Try it »
Copy exactly the lines from the start of the data below through the one that carries "video_id: &str) -> Result<bool>;", and only those.

[Information supplied]

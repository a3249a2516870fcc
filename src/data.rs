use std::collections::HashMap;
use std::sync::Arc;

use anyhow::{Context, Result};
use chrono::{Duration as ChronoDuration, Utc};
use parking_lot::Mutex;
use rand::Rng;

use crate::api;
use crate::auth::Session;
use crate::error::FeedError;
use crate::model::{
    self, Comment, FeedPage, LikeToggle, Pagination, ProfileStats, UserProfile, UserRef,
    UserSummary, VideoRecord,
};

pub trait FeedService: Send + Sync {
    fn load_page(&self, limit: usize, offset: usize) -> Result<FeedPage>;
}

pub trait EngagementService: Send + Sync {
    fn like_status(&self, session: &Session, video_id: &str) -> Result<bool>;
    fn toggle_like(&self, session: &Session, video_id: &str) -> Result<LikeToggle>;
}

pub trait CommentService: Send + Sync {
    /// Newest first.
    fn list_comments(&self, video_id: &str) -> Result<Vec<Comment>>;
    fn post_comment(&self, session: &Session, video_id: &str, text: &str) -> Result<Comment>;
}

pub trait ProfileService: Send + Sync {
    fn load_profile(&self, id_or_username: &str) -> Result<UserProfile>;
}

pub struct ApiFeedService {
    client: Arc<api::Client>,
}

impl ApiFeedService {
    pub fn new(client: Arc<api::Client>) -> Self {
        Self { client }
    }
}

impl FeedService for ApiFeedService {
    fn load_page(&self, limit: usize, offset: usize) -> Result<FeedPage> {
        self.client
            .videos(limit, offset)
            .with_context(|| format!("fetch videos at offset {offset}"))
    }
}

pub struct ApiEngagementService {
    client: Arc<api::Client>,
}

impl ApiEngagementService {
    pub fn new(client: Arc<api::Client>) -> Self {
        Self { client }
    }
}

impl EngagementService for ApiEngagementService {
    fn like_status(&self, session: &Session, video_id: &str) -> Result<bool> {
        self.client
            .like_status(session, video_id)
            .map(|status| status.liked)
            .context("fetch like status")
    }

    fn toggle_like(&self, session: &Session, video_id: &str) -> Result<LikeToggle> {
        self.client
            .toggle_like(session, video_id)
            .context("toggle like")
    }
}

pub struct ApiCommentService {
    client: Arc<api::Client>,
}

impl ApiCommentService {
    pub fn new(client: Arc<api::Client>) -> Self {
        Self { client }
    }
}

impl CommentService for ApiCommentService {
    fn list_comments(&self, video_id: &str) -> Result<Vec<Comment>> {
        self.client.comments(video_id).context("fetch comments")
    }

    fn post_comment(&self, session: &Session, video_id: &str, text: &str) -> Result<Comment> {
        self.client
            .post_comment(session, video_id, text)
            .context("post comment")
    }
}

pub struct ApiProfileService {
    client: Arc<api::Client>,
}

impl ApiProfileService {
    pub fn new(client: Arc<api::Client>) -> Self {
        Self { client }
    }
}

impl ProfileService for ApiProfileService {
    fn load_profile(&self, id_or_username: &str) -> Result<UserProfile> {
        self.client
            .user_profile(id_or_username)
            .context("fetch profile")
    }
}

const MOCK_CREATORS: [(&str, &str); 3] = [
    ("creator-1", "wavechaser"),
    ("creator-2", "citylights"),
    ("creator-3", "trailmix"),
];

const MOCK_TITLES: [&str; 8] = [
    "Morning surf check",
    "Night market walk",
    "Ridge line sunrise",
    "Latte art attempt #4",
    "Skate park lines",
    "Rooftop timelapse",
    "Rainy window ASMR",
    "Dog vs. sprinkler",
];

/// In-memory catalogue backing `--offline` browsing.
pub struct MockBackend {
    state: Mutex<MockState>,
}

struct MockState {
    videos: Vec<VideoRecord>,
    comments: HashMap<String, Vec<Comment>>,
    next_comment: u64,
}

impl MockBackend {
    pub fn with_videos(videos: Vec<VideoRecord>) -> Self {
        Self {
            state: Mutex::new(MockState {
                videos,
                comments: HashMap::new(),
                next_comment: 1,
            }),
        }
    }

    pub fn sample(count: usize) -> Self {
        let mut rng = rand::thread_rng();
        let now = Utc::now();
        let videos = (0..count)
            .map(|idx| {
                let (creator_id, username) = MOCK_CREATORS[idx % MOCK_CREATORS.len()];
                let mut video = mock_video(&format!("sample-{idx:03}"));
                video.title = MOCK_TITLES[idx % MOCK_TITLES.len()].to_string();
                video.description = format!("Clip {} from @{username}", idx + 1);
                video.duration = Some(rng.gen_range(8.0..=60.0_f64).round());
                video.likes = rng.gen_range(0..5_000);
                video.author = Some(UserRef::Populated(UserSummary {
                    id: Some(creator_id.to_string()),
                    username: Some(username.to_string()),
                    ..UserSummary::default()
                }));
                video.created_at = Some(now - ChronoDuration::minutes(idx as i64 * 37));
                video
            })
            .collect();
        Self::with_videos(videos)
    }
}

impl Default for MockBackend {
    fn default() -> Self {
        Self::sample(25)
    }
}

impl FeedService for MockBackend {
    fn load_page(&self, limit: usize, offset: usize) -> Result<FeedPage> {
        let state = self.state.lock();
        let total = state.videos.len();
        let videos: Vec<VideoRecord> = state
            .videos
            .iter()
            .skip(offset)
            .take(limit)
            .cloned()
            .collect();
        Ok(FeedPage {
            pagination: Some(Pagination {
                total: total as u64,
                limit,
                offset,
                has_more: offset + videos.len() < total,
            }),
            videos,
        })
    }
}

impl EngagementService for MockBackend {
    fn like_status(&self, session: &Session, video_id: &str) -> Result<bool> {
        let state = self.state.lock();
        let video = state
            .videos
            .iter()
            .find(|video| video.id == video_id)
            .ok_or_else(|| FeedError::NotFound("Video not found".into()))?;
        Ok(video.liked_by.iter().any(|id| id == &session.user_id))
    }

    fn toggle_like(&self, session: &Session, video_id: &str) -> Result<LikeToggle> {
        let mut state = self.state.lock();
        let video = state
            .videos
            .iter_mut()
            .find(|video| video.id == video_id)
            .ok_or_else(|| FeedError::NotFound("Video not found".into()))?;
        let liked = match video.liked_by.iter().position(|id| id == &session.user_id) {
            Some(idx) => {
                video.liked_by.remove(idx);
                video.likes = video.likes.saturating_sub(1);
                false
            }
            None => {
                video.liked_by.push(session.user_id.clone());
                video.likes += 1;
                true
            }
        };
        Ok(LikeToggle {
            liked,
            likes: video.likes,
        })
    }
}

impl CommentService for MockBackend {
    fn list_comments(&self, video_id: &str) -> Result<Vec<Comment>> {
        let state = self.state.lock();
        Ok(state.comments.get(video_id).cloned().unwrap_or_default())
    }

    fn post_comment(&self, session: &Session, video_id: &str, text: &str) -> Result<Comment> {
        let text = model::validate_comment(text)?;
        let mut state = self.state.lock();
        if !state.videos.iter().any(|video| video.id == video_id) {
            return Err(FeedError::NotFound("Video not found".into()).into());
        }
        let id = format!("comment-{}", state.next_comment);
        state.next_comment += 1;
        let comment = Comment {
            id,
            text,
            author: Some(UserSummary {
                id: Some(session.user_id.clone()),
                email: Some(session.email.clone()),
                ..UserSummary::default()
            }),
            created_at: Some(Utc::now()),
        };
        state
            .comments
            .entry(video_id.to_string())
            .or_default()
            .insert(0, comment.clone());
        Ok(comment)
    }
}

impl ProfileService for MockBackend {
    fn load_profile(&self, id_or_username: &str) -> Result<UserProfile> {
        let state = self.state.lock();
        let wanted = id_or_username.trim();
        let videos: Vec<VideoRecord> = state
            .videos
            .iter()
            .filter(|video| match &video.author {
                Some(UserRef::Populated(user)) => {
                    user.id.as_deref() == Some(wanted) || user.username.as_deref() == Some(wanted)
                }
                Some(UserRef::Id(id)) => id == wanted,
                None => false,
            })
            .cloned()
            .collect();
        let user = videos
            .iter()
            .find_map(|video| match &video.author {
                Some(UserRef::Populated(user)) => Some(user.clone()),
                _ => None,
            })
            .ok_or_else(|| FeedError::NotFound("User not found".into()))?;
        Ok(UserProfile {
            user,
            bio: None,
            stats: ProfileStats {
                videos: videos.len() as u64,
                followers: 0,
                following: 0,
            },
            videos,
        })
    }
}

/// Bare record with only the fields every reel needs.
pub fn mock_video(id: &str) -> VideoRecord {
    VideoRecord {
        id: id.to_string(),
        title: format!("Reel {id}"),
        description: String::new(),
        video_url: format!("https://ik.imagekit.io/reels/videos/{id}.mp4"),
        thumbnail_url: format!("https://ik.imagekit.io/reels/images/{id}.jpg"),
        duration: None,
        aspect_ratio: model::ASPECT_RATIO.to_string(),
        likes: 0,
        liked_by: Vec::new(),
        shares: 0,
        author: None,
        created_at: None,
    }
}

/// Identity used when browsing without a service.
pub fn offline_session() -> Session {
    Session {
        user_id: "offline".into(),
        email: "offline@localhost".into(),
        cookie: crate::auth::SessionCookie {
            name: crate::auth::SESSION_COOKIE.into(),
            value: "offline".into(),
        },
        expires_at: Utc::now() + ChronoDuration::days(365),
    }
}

[/Information supplied]

Output below »
repository a3249a2516870fcc
filename src/data.rs
use std::collections::HashMap;
use std::sync::Arc;

use anyhow::{Context, Result};
use chrono::{Duration as ChronoDuration, Utc};
use parking_lot::Mutex;
use rand::Rng;

use crate::api;
use crate::auth::Session;
use crate::error::FeedError;
use crate::model::{
    self, Comment, FeedPage, LikeToggle, Pagination, ProfileStats, UserProfile, UserRef,
    UserSummary, VideoRecord,
};

pub trait FeedService: Send + Sync {
    fn load_page(&self, limit: usize, offset: usize) -> Result<FeedPage>;
}

pub trait EngagementService: Send + Sync {
    fn like_status(&self, session: &Session, video_id: &str) -> Result<bool>;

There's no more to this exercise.